当前位置:网站首页>Scikit learn -- steps and understanding of machine learning application development
Scikit learn -- steps and understanding of machine learning application development
2022-07-29 05:14:00 【m0_ sixty-five million one hundred and eighty-seven thousand fo】
scikit-learn It's open source Python Language machine learning toolkit , It covers the implementation of almost all mainstream machine learning algorithms , And provides a consistent call interface . It's based on Numpy and scipy etc. Python Numerical calculation library , It provides an efficient algorithm implementation .
Catalog
1. Data collection and tagging
1. Data collection and tagging
Collect data first , Then mark the data . Among them, the collected data should be representative , To ensure the accuracy of the final trained model .
2. feature selection
An intuitive way to select features : Directly use each pixel of the image as a feature .

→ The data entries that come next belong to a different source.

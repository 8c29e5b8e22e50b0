//! Diesel row models for booking persistence.

use super::schema::bookings;
use crate::{
    booking::{
        domain::{
            Booking, BookingId, BookingOrigin, BookingStatus, PaymentStatus, PersistedBookingData,
        },
        ports::{BookingRepositoryError, BookingRepositoryResult},
    },
    catalog::domain::ServiceId,
    identity::domain::UserId,
    money::Money,
    task::domain::TaskId,
};
use chrono::{DateTime, Utc};
use diesel::prelude::*;
use rust_decimal::Decimal;

/// Booking row, used for reads and inserts.
#[derive(Debug, Clone, Queryable, Selectable, Insertable)]
#[diesel(table_name = bookings)]
#[diesel(check_for_backend(diesel::pg::Pg))]
pub struct BookingRow {
    /// Booking identifier.
    pub id: uuid::Uuid,
    /// Origin kind.
    pub source: String,
    /// Booked listing.
    pub service_id: Option<uuid::Uuid>,
    /// Originating task.
    pub task_id: Option<uuid::Uuid>,
    /// Paying party.
    pub customer_id: uuid::Uuid,
    /// Party doing the work.
    pub provider_id: uuid::Uuid,
    /// Price snapshot.
    pub total_price: Decimal,
    /// Lifecycle status.
    pub status: String,
    /// Payment status.
    pub payment_status: String,
    /// Agreed start.
    pub scheduled_at: Option<DateTime<Utc>>,
    /// Customer note.
    pub notes: Option<String>,
    /// Creation timestamp.
    pub created_at: DateTime<Utc>,
    /// Last update timestamp.
    pub updated_at: DateTime<Utc>,
}

impl From<&Booking> for BookingRow {
    fn from(booking: &Booking) -> Self {
        let origin = booking.origin();
        Self {
            id: booking.id().into_inner(),
            source: origin.source().to_owned(),
            service_id: origin.service_id().map(ServiceId::into_inner),
            task_id: origin.task_id().map(TaskId::into_inner),
            customer_id: booking.customer().into_inner(),
            provider_id: booking.provider().into_inner(),
            total_price: booking.total_price().amount(),
            status: booking.status().as_str().to_owned(),
            payment_status: booking.payment_status().as_str().to_owned(),
            scheduled_at: booking.scheduled_at(),
            notes: booking.notes().map(str::to_owned),
            created_at: booking.created_at(),
            updated_at: booking.updated_at(),
        }
    }
}

impl TryFrom<BookingRow> for Booking {
    type Error = BookingRepositoryError;

    fn try_from(row: BookingRow) -> BookingRepositoryResult<Self> {
        let origin = match (row.service_id, row.task_id) {
            (Some(service_id), None) => BookingOrigin::Service(ServiceId::from_uuid(service_id)),
            (None, Some(task_id)) => BookingOrigin::Task(TaskId::from_uuid(task_id)),
            _ => {
                return Err(BookingRepositoryError::persistence(std::io::Error::other(
                    format!("booking {} must reference exactly one origin", row.id),
                )));
            }
        };
        let total_price =
            Money::new(row.total_price).map_err(BookingRepositoryError::persistence)?;
        let status = BookingStatus::try_from(row.status.as_str())
            .map_err(BookingRepositoryError::persistence)?;
        let payment_status = PaymentStatus::try_from(row.payment_status.as_str())
            .map_err(BookingRepositoryError::persistence)?;
        Ok(Self::from_persisted(PersistedBookingData {
            id: BookingId::from_uuid(row.id),
            origin,
            customer: UserId::from_uuid(row.customer_id),
            provider: UserId::from_uuid(row.provider_id),
            total_price,
            status,
            payment_status,
            scheduled_at: row.scheduled_at,
            notes: row.notes,
            created_at: row.created_at,
            updated_at: row.updated_at,
        }))
    }
}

Data is saved as Number of samples × Characteristic number format Of array object .scikit-learn Use Numpy Of array Object to represent data , All image data is saved in digits.images in , Each element is a 8×8 Gray scale image of size .
3. Data cleaning
Take the collected 、 It is not suitable for preprocessing the data used for machine learning training , Thus, it can be converted into data suitable for machine learning .
Purpose : Reduce computation , Ensure model stability .
4. Model selection
For different data sets , Choosing different models has different efficiency . Therefore, many factors should be considered in selecting the model , To improve the fit of the final selection model .
5. model training
Before model training , To divide the data set into Training data set and Test data set , Then use the divided data set for model training , Finally, we get the model parameters we trained .
6. Model test
Intuitive method of model testing : Use the trained model to predict the test data set , Then compare the predicted results with the real results , The final result of comparison is the accuracy of the model .
scikit-learn The method provided to complete this work :
clf . score ( Xtest , Ytest)
besides , You can also directly display some pictures in the test data set , And the predicted value is displayed in the lower left corner of the picture , The lower right corner shows the real value .
7. Model saving and loading
When we train a satisfactory model, we can save it , So when you need to predict next time , This model can be directly used to predict , There is no need to train the model again .
8. example
Data collection and tagging
# Import library
%matplotlib inline
import matplotlib.pyplot as plt
import numpy as np
"""
sk-learn There are some data sets in the Library
What is used here is the data of handwritten numeral recognition pictures
"""
# Import sklearn In the library datasets modular
from sklearn import datasets
# utilize datasets Functions in modules load_digits() Load data
digits = datasets.load_digits()
# Display the image represented by the data
images_and_labels = list(zip(digits.images, digits.target))
plt.figure(figsize=(8, 6))
for index, (image, label) in enumerate(images_and_labels[:8]):
plt.subplot(2, 4, index + 1)
plt.axis('off')
plt.imshow(image, cmap=plt.cm.gray_r, interpolation='nearest')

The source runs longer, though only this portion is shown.